Recibe tú también junto a mi admiración un abrazo muy fuerte.
Salva.
 
Álamo de ribera y de frescura
que creces en los bordes del camino,
tal vez dar sombra sea tu destino
o linde de vereda tu escultura.

No es buena tu madera poco dura,
ni tiene la textura de lo fino,
si el hombre te plantó con tanto tino
será que se cobija en tu verdura.

En cada primavera un firmamento
con hojas verdiblancas te ha surgido
jugando a ser estrellas con el viento.

Pero cuando el verano está vencido
corona con el ocre amarillento
al campo tu grandioso colorido.

Que pintura de color nos regalan tus letras.
Precioso amigo mío.

Un abrazo

Alfonso
 
Es un bellísimo poema en su totalidad. Te leo y leo poesía de la buena. Encantada de pasar por tu espacio. Saludos y Bendiciones.
Muy agradecido, estimada Lourdes, por el paso por mis letras en las que dejas tan amables huellas.

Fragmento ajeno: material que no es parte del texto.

mod metrics;

pub use metrics::MetricsPlugin;
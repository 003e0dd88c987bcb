use tokio::time::Instant;

/// 等待决策 (The Decision)
///
/// - 策略层返回给 Pacemaker 的具体行动指令。
#[derive(Debug, Clone, Copy, PartialEq, Eq)]
pub enum WaitDecision {
    /// [立即拉取]
    ///
    /// - 行为: 直接返回，拉取协程立刻尝试 `acquire`。
    /// - 适用场景: 刚处理完一个 Key，队列里可能还有。
    Immediate,

    /// [协作让权]
    ///
    /// - 行为: `yield_now().await` 之后再拉取，给同一运行时上的其他协程让出执行权。
    Yield,

    /// [硬等待] 睡到指定时间点，期间忽略通知
    WaitUntil(Instant),

    /// [响应式等待]
    ///
    /// - 行为: `select!` 同时等待 `sleep_until(deadline)` 和 `notified()`，先到先醒。
    /// - 适用场景: 空闲时的默认等待方式。新 Key 入队会立刻唤醒。
    WaitForNotification(Instant),

    /// [死等] 只靠通知唤醒
    WaitIndefinitely,
}

impl WaitDecision {
    /// 决策中的截止时间 (若有)
    pub fn deadline(&self) -> Option<Instant> {
        match self {
            WaitDecision::WaitUntil(t) | WaitDecision::WaitForNotification(t) => Some(*t),
            _ => None,
        }
    }
}

/// 等待策略上下文
///
/// - 包含了拉取协程当前的运行状态，供策略层决策时参考。
#[derive(Debug, Clone)]
pub struct WaitContext {
    /// 连续空闲次数
    ///
    /// 表示拉取协程已经连续多少次 `acquire` 返回了空。
    /// - 0: 刚刚处理完一个 Key（忙碌状态）。
    /// - >0: 队列处于空闲状态。
    pub idle_count: u32,
    /// [单调时钟] 用于构建 Tokio Timer
    pub now_instant: Instant,
}

impl WaitContext {
    pub fn new(idle_count: u32, now_instant: Instant) -> Self {
        Self {
            idle_count,
            now_instant,
        }
    }
}

/// 等待策略接口 (The Interface)
///
/// - 决定了拉取协程在空闲时该等待多久。
pub trait WaitStrategy: Send + Sync + 'static {
    /// 核心决策方法
    fn make_decision(&self, ctx: &WaitContext) -> WaitDecision;
}
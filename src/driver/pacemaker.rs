use std::sync::Arc;

use tokio::{sync::Notify, time::Instant};
use tokio_util::sync::CancellationToken;

use crate::persistence::WorkQueue;
use crate::policy::{WaitContext, WaitDecision, WaitStrategy};

/// 拉取起搏器
///
/// 核心职责：负责驱动拉取协程的节奏。
/// 它根据 WaitStrategy 的决策，结合队列里最近一个延时 Key 的到期时间，
/// 决定是立刻拉取、监听信号还是休眠。
pub struct Pacemaker<'a> {
    /// 队列 (读取 next_due)
    queue: &'a dyn WorkQueue,

    /// 新 Key 就绪通知
    notify: Arc<Notify>,

    /// 关机信号
    shutdown: &'a CancellationToken,

    /// 等待策略
    wait_strategy: Arc<dyn WaitStrategy>,

    /// 连续空闲计数器
    idle_count: u32,
}

impl<'a> Pacemaker<'a> {
    pub fn new(
        queue: &'a dyn WorkQueue,
        shutdown: &'a CancellationToken,
        wait_strategy: Arc<dyn WaitStrategy>,
    ) -> Self {
        Self {
            notify: queue.notifier(),
            queue,
            shutdown,
            wait_strategy,
            idle_count: 0,
        }
    }

    /// 当成功拉取到 Key 时调用
    pub fn mark_busy(&mut self) {
        self.idle_count = 0;
    }

    /// 当没有拉取到 Key 时调用
    pub fn mark_idle(&mut self) {
        self.idle_count = self.idle_count.saturating_add(1);
    }

    pub fn idle_count(&self) -> u32 {
        self.idle_count
    }

    /// 把策略决策与队列的延时到期时间合并
    ///
    /// 延时 Key 到期必须能唤醒协程，所以软等待的截止时间不晚于 `next_due`。
    fn merge_due(decision: WaitDecision, next_due: Option<Instant>) -> WaitDecision {
        let Some(due) = next_due else {
            return decision;
        };
        match decision {
            WaitDecision::WaitForNotification(deadline) => {
                WaitDecision::WaitForNotification(deadline.min(due))
            }
            WaitDecision::WaitIndefinitely => WaitDecision::WaitForNotification(due),
            other => other,
        }
    }

    /// 等待下一次动作触发
    pub async fn wait_next(&mut self) -> PacemakerEvent {
        // 1. 检查 Shutdown (非阻塞)
        if self.shutdown.is_cancelled() {
            return PacemakerEvent::Shutdown;
        }

        // 2. 获取策略决策
        let ctx = WaitContext::new(self.idle_count, Instant::now());
        let decision = Self::merge_due(
            self.wait_strategy.make_decision(&ctx),
            self.queue.next_due(),
        );

        // 3. 执行决策
        match decision {
            WaitDecision::Immediate => PacemakerEvent::Trigger,
            WaitDecision::Yield => {
                tokio::task::yield_now().await;
                PacemakerEvent::Trigger
            }
            // 硬等待：不管有没有信号，必须睡到这个点
            WaitDecision::WaitUntil(deadline) => {
                tokio::select! {
                    _ = self.shutdown.cancelled() => PacemakerEvent::Shutdown,
                    _ = tokio::time::sleep_until(deadline) => PacemakerEvent::Trigger,
                }
            }
            // 软等待：允许被 Notify 唤醒
            WaitDecision::WaitForNotification(deadline) => {
                tokio::select! {
                    _ = self.shutdown.cancelled() => PacemakerEvent::Shutdown,
                    _ = self.notify.notified() => PacemakerEvent::Trigger,
                    _ = tokio::time::sleep_until(deadline) => PacemakerEvent::Trigger,
                }
            }
            WaitDecision::WaitIndefinitely => {
                tokio::select! {
                    _ = self.shutdown.cancelled() => PacemakerEvent::Shutdown,
                    _ = self.notify.notified() => PacemakerEvent::Trigger,
                }
            }
        }
    }
}

/// 起搏器产生的事件
#[derive(Debug, Clone, Copy, PartialEq, Eq)]
pub enum PacemakerEvent {
    /// [触发] 可能有 Key 就绪，请立即去拉取
    Trigger,
    /// [关闭] 系统停机
    Shutdown,
}
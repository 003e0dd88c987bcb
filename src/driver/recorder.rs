use chrono::{DateTime, Utc};
use parking_lot::Mutex;
use serde::Serialize;
use std::fmt;
use std::sync::Arc;
use tracing::{info, warn};

use crate::common::Clock;
use crate::common::model::ObjectKey;

/// 事件级别
#[derive(Debug, Clone, Copy, PartialEq, Eq, Serialize)]
pub enum Severity {
    Normal,
    Warning,
}

/// 事件原因
#[derive(Debug, Clone, Copy, PartialEq, Eq, Hash, Serialize)]
pub enum EventReason {
    /// 创建了新实例
    TriggerFired,
    /// Forbid 策略下跳过了触发
    TriggerSkippedForbidden,
    /// Replace 策略下终止了旧实例
    InstanceReplaced,
    /// 历史实例被清理
    HistoryDeleted,
    /// 触发表达式无效
    InvalidExpression,
    /// 孤儿实例被清扫
    OrphanDeleted,
}

impl fmt::Display for EventReason {
    fn fmt(&self, f: &mut fmt::Formatter<'_>) -> fmt::Result {
        fmt::Debug::fmt(self, f)
    }
}

/// 事件
#[derive(Debug, Clone, PartialEq, Eq, Serialize)]
pub struct Event {
    pub severity: Severity,
    pub reason: EventReason,
    pub message: String,
}

impl Event {
    pub fn normal(reason: EventReason, message: impl Into<String>) -> Self {
        Self {
            severity: Severity::Normal,
            reason,
            message: message.into(),
        }
    }

    pub fn warning(reason: EventReason, message: impl Into<String>) -> Self {
        Self {
            severity: Severity::Warning,
            reason,
            message: message.into(),
        }
    }
}

/// 事件接收端
///
/// 真正的后端 (例如写回 API Server) 在引擎之外实现。记录失败不影响调度。
pub trait EventRecorder: Send + Sync + 'static {
    fn record(&self, object: &ObjectKey, event: Event);
}

// ==========================================
// 默认实现: 走 tracing
// ==========================================

#[derive(Debug, Default, Clone, Copy)]
pub struct TracingRecorder;

impl EventRecorder for TracingRecorder {
    fn record(&self, object: &ObjectKey, event: Event) {
        match event.severity {
            Severity::Normal => info!(
                object = %object,
                reason = %event.reason,
                "[Event] {}",
                event.message
            ),
            Severity::Warning => warn!(
                object = %object,
                reason = %event.reason,
                "[Event] {}",
                event.message
            ),
        }
    }
}

// ==========================================
// 内存实现: 收集起来供检查
// ==========================================

/// 已记录的事件
#[derive(Debug, Clone, PartialEq, Eq, Serialize)]
pub struct RecordedEvent {
    pub object: ObjectKey,
    pub event: Event,
    pub at: DateTime<Utc>,
}

#[derive(Clone)]
pub struct MemoryRecorder {
    events: Arc<Mutex<Vec<RecordedEvent>>>,
    clock: Arc<dyn Clock>,
}

impl MemoryRecorder {
    pub fn new(clock: Arc<dyn Clock>) -> Self {
        Self {
            events: Arc::new(Mutex::new(Vec::new())),
            clock,
        }
    }

    pub fn events(&self) -> Vec<RecordedEvent> {
        self.events.lock().clone()
    }

    /// 某个对象上某类事件的数量
    pub fn count(&self, object: &ObjectKey, reason: EventReason) -> usize {
        self.events
            .lock()
            .iter()
            .filter(|e| &e.object == object && e.event.reason == reason)
            .count()
    }

    pub fn clear(&self) {
        self.events.lock().clear();
    }
}

impl EventRecorder for MemoryRecorder {
    fn record(&self, object: &ObjectKey, event: Event) {
        self.events.lock().push(RecordedEvent {
            object: object.clone(),
            event,
            at: self.clock.now(),
        });
    }
}

impl fmt::Debug for MemoryRecorder {
    fn fmt(&self, f: &mut fmt::Formatter<'_>) -> fmt::Result {
        f.debug_struct("MemoryRecorder")
            .field("events", &self.events.lock().len())
            .finish()
    }
}
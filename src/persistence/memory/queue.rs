use async_trait::async_trait;
use std::collections::{BTreeSet, HashMap, HashSet, VecDeque};
use std::{sync::Arc, time::Duration};
use tokio::sync::Notify;
use tokio::time::Instant;

use super::MemoryPersistence;
use crate::common::error::{Result, SchedulerError};
use crate::common::model::ObjectKey;
use crate::persistence::traits::WorkQueue;

/// 队列内部状态
///
/// 全部放在一把锁里，保证 dirty / processing / ready 三者的转换是原子的。
#[derive(Debug, Default)]
pub(crate) struct QueueState {
    /// 【就绪队列】FIFO，其中的 Key 一定在 dirty 里、一定不在 processing 里
    ready: VecDeque<ObjectKey>,

    /// 待处理集合 (去重)
    dirty: HashSet<ObjectKey>,

    /// 处理中集合
    processing: HashSet<ObjectKey>,

    /// 【延时索引】(到期时间, Key)
    /// - BTreeSet 天然按时间排序，头部即最早到期
    waiting: BTreeSet<(Instant, ObjectKey)>,

    /// Key -> 当前生效的到期时间
    waiting_at: HashMap<ObjectKey, Instant>,

    shutting_down: bool,
}

impl QueueState {
    /// 标记为待处理。返回 true 表示需要唤醒拉取协程
    fn mark_dirty(&mut self, key: ObjectKey, capacity: usize) -> Result<bool> {
        if self.dirty.contains(&key) {
            return Ok(false);
        }
        if self.dirty.len() >= capacity {
            return Err(SchedulerError::QueueFull(capacity));
        }
        self.dirty.insert(key.clone());
        // 处理中的 Key 推迟到 release 再进就绪队列
        if self.processing.contains(&key) {
            return Ok(false);
        }
        self.ready.push_back(key);
        Ok(true)
    }

    /// 把到期的延时 Key 提升为就绪
    fn promote_due(&mut self, now: Instant, capacity: usize) {
        while let Some((at, _)) = self.waiting.first() {
            if *at > now {
                break;
            }
            let Some((_, key)) = self.waiting.pop_first() else {
                break;
            };
            self.waiting_at.remove(&key);
            if let Err(e) = self.mark_dirty(key.clone(), capacity) {
                // 放不进去就丢弃，Resync 会兜底
                tracing::warn!("[Queue] Drop delayed key {}: {}", key, e);
            }
        }
    }

    fn schedule_at(&mut self, key: ObjectKey, at: Instant) {
        match self.waiting_at.get(&key) {
            // 已有更早的到期时间，保留它
            Some(existing) if *existing <= at => {}
            Some(existing) => {
                self.waiting.remove(&(*existing, key.clone()));
                self.waiting.insert((at, key.clone()));
                self.waiting_at.insert(key, at);
            }
            None => {
                self.waiting.insert((at, key.clone()));
                self.waiting_at.insert(key, at);
            }
        }
    }
}

#[async_trait]
impl WorkQueue for MemoryPersistence {
    async fn add(&self, key: ObjectKey) -> Result<()> {
        let wake = {
            let mut q = self.queue.lock();
            if q.shutting_down {
                return Err(SchedulerError::SchedulerShutdown);
            }
            q.mark_dirty(key, self.capacity)?
        };
        if wake {
            self.notify.notify_one();
        }
        Ok(())
    }

    async fn add_after(&self, key: ObjectKey, delay: Duration) -> Result<()> {
        if delay.is_zero() {
            return self.add(key).await;
        }
        {
            let mut q = self.queue.lock();
            if q.shutting_down {
                return Err(SchedulerError::SchedulerShutdown);
            }
            q.schedule_at(key, Instant::now() + delay);
        }
        // 唤醒 Pacemaker 重新计算睡眠时长
        self.notify.notify_one();
        Ok(())
    }

    async fn acquire(&self, batch_size: usize) -> Result<Vec<ObjectKey>> {
        let mut q = self.queue.lock();
        if q.shutting_down {
            return Ok(Vec::new());
        }
        q.promote_due(Instant::now(), self.capacity);

        let mut items = Vec::with_capacity(batch_size);
        while items.len() < batch_size {
            let Some(key) = q.ready.pop_front() else {
                break;
            };
            q.dirty.remove(&key);
            q.processing.insert(key.clone());
            items.push(key);
        }
        Ok(items)
    }

    async fn release(&self, key: &ObjectKey) -> Result<()> {
        let wake = {
            let mut q = self.queue.lock();
            q.processing.remove(key);
            // 处理期间又被投递过
            if q.dirty.contains(key) && !q.shutting_down {
                q.ready.push_back(key.clone());
                true
            } else {
                false
            }
        };
        if wake {
            self.notify.notify_one();
        }
        Ok(())
    }

    fn next_due(&self) -> Option<Instant> {
        self.queue.lock().waiting.first().map(|(at, _)| *at)
    }

    fn notifier(&self) -> Arc<Notify> {
        self.notify.clone()
    }

    fn len(&self) -> usize {
        let q = self.queue.lock();
        q.ready.len() + q.waiting.len()
    }

    fn shutdown(&self) {
        self.queue.lock().shutting_down = true;
        self.notify.notify_waiters();
    }
}

#[cfg(test)]
mod tests {
    use super::*;
    use crate::common::SchedulerConfig;

    fn queue(capacity: usize) -> MemoryPersistence {
        let mut cfg = SchedulerConfig::new_dev();
        cfg.worker.queue_capacity = capacity;
        MemoryPersistence::new(&cfg)
    }

    fn key(name: &str) -> ObjectKey {
        ObjectKey::new("default", name)
    }

    #[tokio::test]
    async fn pending_keys_are_deduplicated() {
        let q = queue(16);
        q.add(key("a")).await.unwrap();
        q.add(key("a")).await.unwrap();
        q.add(key("b")).await.unwrap();

        let got = q.acquire(10).await.unwrap();
        assert_eq!(got, vec![key("a"), key("b")]);
    }

    #[tokio::test]
    async fn key_in_flight_is_not_handed_out_twice() {
        let q = queue(16);
        q.add(key("a")).await.unwrap();
        let first = q.acquire(1).await.unwrap();
        assert_eq!(first, vec![key("a")]);

        // 处理中再次投递: 不可被取出
        q.add(key("a")).await.unwrap();
        assert!(q.acquire(10).await.unwrap().is_empty());

        // 归还后重新就绪
        q.release(&key("a")).await.unwrap();
        assert_eq!(q.acquire(10).await.unwrap(), vec![key("a")]);
    }

    #[tokio::test(start_paused = true)]
    async fn delayed_key_becomes_ready_at_deadline() {
        let q = queue(16);
        q.add_after(key("a"), Duration::from_secs(30)).await.unwrap();
        assert!(q.acquire(10).await.unwrap().is_empty());
        assert!(q.next_due().is_some());

        tokio::time::advance(Duration::from_secs(31)).await;
        assert_eq!(q.acquire(10).await.unwrap(), vec![key("a")]);
        assert!(q.next_due().is_none());
    }

    #[tokio::test(start_paused = true)]
    async fn earliest_delay_wins() {
        let q = queue(16);
        q.add_after(key("a"), Duration::from_secs(60)).await.unwrap();
        q.add_after(key("a"), Duration::from_secs(5)).await.unwrap();
        q.add_after(key("a"), Duration::from_secs(90)).await.unwrap();
        assert_eq!(q.len(), 1);

        tokio::time::advance(Duration::from_secs(6)).await;
        assert_eq!(q.acquire(10).await.unwrap(), vec![key("a")]);
    }

    #[tokio::test]
    async fn full_queue_applies_backpressure() {
        let q = queue(1);
        q.add(key("a")).await.unwrap();
        let err = q.add(key("b")).await.unwrap_err();
        assert!(matches!(err, SchedulerError::QueueFull(1)));
    }

    #[tokio::test]
    async fn shutdown_rejects_new_work() {
        let q = queue(4);
        q.add(key("a")).await.unwrap();
        q.shutdown();
        assert!(q.acquire(10).await.unwrap().is_empty());
        assert!(matches!(
            q.add(key("b")).await,
            Err(SchedulerError::SchedulerShutdown)
        ));
    }
}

Es un placer recibirte en este espacio.
Con mi saludo muy cordial van también los deseos de que sean bendecidos tus pasos.
 
Álamo de ribera y de frescura
que creces en los bordes del camino,
tal vez dar sombra sea tu destino
o linde de vereda tu escultura.

No es buena tu madera poco dura,
ni tiene la textura de lo fino,
si el hombre te plantó con tanto tino
será que se cobija en tu verdura.

En cada primavera un firmamento
con hojas verdiblancas te ha surgido
jugando a ser estrellas con el viento.

Pero cuando el verano está vencido
corona con el ocre amarillento
al campo tu grandioso colorido.

Muy hermoso tu soneto dedicado al álamo amigo. Me ha encantado leerte. Un fuerte abrazo amigo.